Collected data
[Start of Attachment]

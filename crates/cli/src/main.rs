//! # CLI - EddyKV Interactive Shell
//!
//! A REPL-style command-line interface for the EddyKV storage engine.
//! Reads commands from stdin, executes them against the store, and prints
//! results to stdout. Designed for both interactive use and scripted testing
//! (pipe commands via stdin). Logs go to stderr.
//!
//! ## Commands
//!
//! ```text
//! PUT key value      Insert or update a key (SET is an alias)
//! GET key            Look up a key (prints value or "(nil)")
//! DEL key            Delete a key (writes a tombstone)
//! ROTATE             Seal the active data file and start a new one
//! COMPACT            Compact every sealed data file holding stale records
//! STATS              Print store statistics
//! EXIT / QUIT        Shut down gracefully
//! ```
//!
//! ## Configuration
//!
//! ```text
//! EDDY_DIR           Store directory          (default: "data")
//! EDDY_HASH          xx | murmur3 | crc32     (default: xx)
//! EDDY_MAX_FILE_SIZE Data file size in bytes  (default: 64 MiB)
//! EDDY_SYNC_WRITES   fsync every append       (default: false)
//! RUST_LOG           Log filter               (default: warn)
//! ```
//!
//! The remaining `EDDY_*` variables are documented on
//! [`StoreConfig::from_env`](config::StoreConfig::from_env).
//!
//! ## Example
//!
//! ```text
//! $ cargo run -p cli
//! EddyKV started (dir=data, hash=xx, keys=0, seq=0)
//! > PUT name Alice
//! OK
//! > GET name
//! Alice
//! > EXIT
//! bye
//! ```

use std::io::{self, BufRead, Write};

use anyhow::{Context, Result};
use config::StoreConfig;
use engine::Store;
use tracing::info;
use tracing_subscriber::EnvFilter;

/// Reads a configuration value from the environment, falling back to `default`.
fn env_or(key: &str, default: &str) -> String {
    std::env::var(key).unwrap_or_else(|_| default.to_string())
}

/// What the loop should do after a command.
#[derive(Debug, PartialEq, Eq)]
enum Flow {
    Continue,
    Exit,
}

/// Executes one input line, writing the reply to `out`.
fn execute<W: Write>(store: &Store, line: &str, out: &mut W) -> io::Result<Flow> {
    let mut parts = line.split_whitespace();
    let Some(cmd) = parts.next() else {
        return Ok(Flow::Continue);
    };

    match cmd.to_uppercase().as_str() {
        "PUT" | "SET" => {
            let Some(k) = parts.next() else {
                writeln!(out, "ERR usage: PUT key value")?;
                return Ok(Flow::Continue);
            };
            let v = parts.collect::<Vec<&str>>().join(" ");
            if v.is_empty() {
                writeln!(out, "ERR usage: PUT key value")?;
            } else {
                match store.put(k.as_bytes(), v.as_bytes()) {
                    Ok(()) => writeln!(out, "OK")?,
                    Err(e) => writeln!(out, "ERR put failed: {e}")?,
                }
            }
        }
        "GET" => match parts.next() {
            Some(k) => match store.get(k.as_bytes()) {
                Ok(Some(v)) => writeln!(out, "{}", String::from_utf8_lossy(&v))?,
                Ok(None) => writeln!(out, "(nil)")?,
                Err(e) => writeln!(out, "ERR read failed: {e}")?,
            },
            None => writeln!(out, "ERR usage: GET key")?,
        },
        "DEL" => match parts.next() {
            Some(k) => match store.delete(k.as_bytes()) {
                Ok(()) => writeln!(out, "OK")?,
                Err(e) => writeln!(out, "ERR del failed: {e}")?,
            },
            None => writeln!(out, "ERR usage: DEL key")?,
        },
        "ROTATE" => match store.rotate() {
            Ok(()) => writeln!(out, "OK (active file {})", store.stats().active_file_id)?,
            Err(e) => writeln!(out, "ERR rotate failed: {e}")?,
        },
        "COMPACT" => match store.compact_all() {
            Ok(reports) => {
                let done = reports.iter().filter(|r| r.is_done()).count();
                let copied: u64 = reports.iter().map(|r| r.records_copied).sum();
                let reclaimed: u64 = reports.iter().map(|r| r.bytes_reclaimed).sum();
                writeln!(
                    out,
                    "OK (files={done}, records_copied={copied}, bytes_reclaimed={reclaimed})"
                )?;
            }
            Err(e) => writeln!(out, "ERR compact failed: {e}")?,
        },
        "STATS" => {
            let s = store.stats();
            writeln!(
                out,
                "keys={} seq={} hash={} active_file={} data_files={} tombstone_files={}",
                s.keys,
                s.sequence_number,
                s.hash_algorithm,
                s.active_file_id,
                s.files.len(),
                s.tombstone_files
            )?;
            writeln!(
                out,
                "bytes={} stale={} puts={} gets={} deletes={}",
                s.total_bytes(),
                s.stale_bytes(),
                s.puts,
                s.gets,
                s.deletes
            )?;
            writeln!(
                out,
                "files_compacted={} records_copied={} races_lost={} index_arena={}",
                s.files_compacted,
                s.records_copied,
                s.compaction_races_lost,
                s.index.arena_capacity()
            )?;
        }
        "EXIT" | "QUIT" => {
            writeln!(out, "bye")?;
            return Ok(Flow::Exit);
        }
        other => writeln!(out, "unknown command: {other}")?,
    }
    Ok(Flow::Continue)
}

fn main() -> Result<()> {
    tracing_subscriber::fmt()
        .with_env_filter(EnvFilter::try_from_default_env().unwrap_or_else(|_| EnvFilter::new("warn")))
        .with_writer(io::stderr)
        .init();

    let dir = env_or("EDDY_DIR", "data");
    let config = StoreConfig::from_env().context("invalid EDDY_* configuration")?;
    info!(dir = %dir, hash = %config.hash_algorithm, "starting shell");
    let store = Store::open(&dir, config).with_context(|| format!("failed to open store in {dir}"))?;

    let stats = store.stats();
    println!(
        "EddyKV started (dir={}, hash={}, keys={}, seq={})",
        dir, stats.hash_algorithm, stats.keys, stats.sequence_number
    );
    println!("Commands: PUT key value | GET key | DEL key");
    println!("          ROTATE | COMPACT | STATS | EXIT");
    print!("> ");
    io::stdout().flush().ok();

    let stdin = io::stdin();
    let mut stdout = io::stdout();

    for line in stdin.lock().lines() {
        let line = line?;
        if execute(&store, &line, &mut stdout)? == Flow::Exit {
            break;
        }
        print!("> ");
        stdout.flush().ok();
    }

    store.close().context("failed to close store")?;
    info!("shell stopped");
    Ok(())
}
use super::helpers::{small_config, value_100};
use crate::*;
use anyhow::Result;
use std::sync::atomic::{AtomicBool, Ordering};
use std::sync::Arc;
use std::thread;
use tempfile::tempdir;

#[test]
fn parallel_writers_on_distinct_keys() -> Result<()> {
    let dir = tempdir()?;
    let store = Arc::new(Store::open(dir.path(), small_config())?);

    let handles: Vec<_> = (0..8)
        .map(|t| {
            let store = Arc::clone(&store);
            thread::spawn(move || -> Result<()> {
                for i in 0..200 {
                    store.put(format!("t{t}-{i:03}").as_bytes(), format!("{t}:{i}").as_bytes())?;
                }
                Ok(())
            })
        })
        .collect();
    for h in handles {
        h.join().unwrap()?;
    }

    assert_eq!(store.len(), 1600);
    assert_eq!(store.sequence_number(), 1600);
    for t in 0..8 {
        for i in 0..200 {
            assert_eq!(
                store.get(format!("t{t}-{i:03}").as_bytes())?,
                Some(format!("{t}:{i}").into_bytes())
            );
        }
    }
    Ok(())
}

#[test]
fn readers_never_see_torn_values() -> Result<()> {
    let dir = tempdir()?;
    let store = Arc::new(Store::open(dir.path(), small_config())?);
    for i in 0..10 {
        store.put(format!("key{i:03}").as_bytes(), &value_100(0))?;
    }

    let done = Arc::new(AtomicBool::new(false));
    let readers: Vec<_> = (0..4)
        .map(|_| {
            let store = Arc::clone(&store);
            let done = Arc::clone(&done);
            thread::spawn(move || -> Result<()> {
                while !done.load(Ordering::Acquire) {
                    for i in 0..10 {
                        let value = store.get(format!("key{i:03}").as_bytes())?;
                        let value = value.expect("key is never deleted");
                        assert_eq!(value.len(), 100);
                        assert!(value.iter().all(|b| b.is_ascii_digit()));
                    }
                }
                Ok(())
            })
        })
        .collect();

    for round in 1..50 {
        for i in 0..10 {
            store.put(format!("key{i:03}").as_bytes(), &value_100(round))?;
        }
    }
    done.store(true, Ordering::Release);
    for r in readers {
        r.join().unwrap()?;
    }
    Ok(())
}

#[test]
fn foreground_writes_win_over_compaction() -> Result<()> {
    let dir = tempdir()?;
    let store = Arc::new(Store::open(dir.path(), small_config())?);

    let writer = {
        let store = Arc::clone(&store);
        thread::spawn(move || -> Result<()> {
            for round in 0..60 {
                for i in 0..20 {
                    store.put(format!("key{i:03}").as_bytes(), &value_100(round * 100 + i))?;
                }
            }
            Ok(())
        })
    };

    while !writer.is_finished() {
        store.rotate()?;
        store.compact_all()?;
    }
    writer.join().unwrap()?;

    store.rotate()?;
    store.compact_all()?;
    for i in 0..20 {
        assert_eq!(
            store.get(format!("key{i:03}").as_bytes())?,
            Some(value_100(5900 + i))
        );
    }
    assert_eq!(store.stats().stale_bytes(), 0);
    Ok(())
}

#[test]
fn background_compaction_under_load() -> Result<()> {
    let dir = tempdir()?;
    let config = StoreConfig {
        compaction_threads: 2,
        compaction_threshold: 0.5,
        ..small_config()
    };
    let store = Arc::new(Store::open(dir.path(), config)?);

    let handles: Vec<_> = (0..4)
        .map(|t| {
            let store = Arc::clone(&store);
            thread::spawn(move || -> Result<()> {
                for round in 0..30 {
                    for i in 0..10 {
                        let key = format!("t{t}k{i:02}");
                        store.put(key.as_bytes(), &value_100(round * 100 + i))?;
                        assert_eq!(store.get(key.as_bytes())?, Some(value_100(round * 100 + i)));
                    }
                }
                Ok(())
            })
        })
        .collect();
    for h in handles {
        h.join().unwrap()?;
    }

    for t in 0..4 {
        for i in 0..10 {
            assert_eq!(
                store.get(format!("t{t}k{i:02}").as_bytes())?,
                Some(value_100(2900 + i))
            );
        }
    }
    store.close()?;

    let store = Store::open(dir.path(), small_config())?;
    assert_eq!(store.len(), 40);
    for t in 0..4 {
        for i in 0..10 {
            assert_eq!(
                store.get(format!("t{t}k{i:02}").as_bytes())?,
                Some(value_100(2900 + i))
            );
        }
    }
    Ok(())
}
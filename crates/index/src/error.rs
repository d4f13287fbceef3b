use thiserror::Error;

/// Errors raised by the off-heap table and its arenas.
///
/// Apart from [`IndexError::KeyTooLarge`] every variant means the table can
/// no longer be trusted: out-of-bounds addresses and broken chains only occur
/// when arena memory has been corrupted.
#[derive(Debug, Error)]
pub enum IndexError {
    /// The table (or one of its arenas) was torn down by `release()`.
    #[error("table memory has been released")]
    Released,

    /// An access fell outside the allocated extent of an arena.
    #[error("address {offset}+{len} is outside arena {arena} (allocated extent {extent} bytes)")]
    OutOfBounds {
        arena: u32,
        offset: u32,
        len: usize,
        extent: usize,
    },

    /// An address minted by one arena was presented to another.
    #[error("address belongs to arena {found}, not arena {expected}")]
    ForeignArena { expected: u32, found: u32 },

    /// An arena would have to grow past the addressable limit.
    #[error("arena {arena} cannot grow to {requested} bytes (limit {limit})")]
    CapacityExceeded {
        arena: u32,
        requested: usize,
        limit: usize,
    },

    /// Key longer than the table accepts.
    #[error("key of {len} bytes exceeds the maximum of {max}")]
    KeyTooLarge { len: usize, max: usize },

    /// A chain walk or relink found an impossible structure.
    #[error("table segment {segment} is corrupt: {reason}")]
    Corrupt { segment: usize, reason: String },

    /// The table was constructed with unusable options.
    #[error("invalid table options: {0}")]
    InvalidOptions(String),
}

[End of Attachment]

WHAT THE TASK ASKS
Show the lines above that have the word "warn".

TASK SOLUTION
//! RUST_LOG           Log filter               (default: warn)
        .with_env_filter(EnvFilter::try_from_default_env().unwrap_or_else(|_| EnvFilter::new("warn")))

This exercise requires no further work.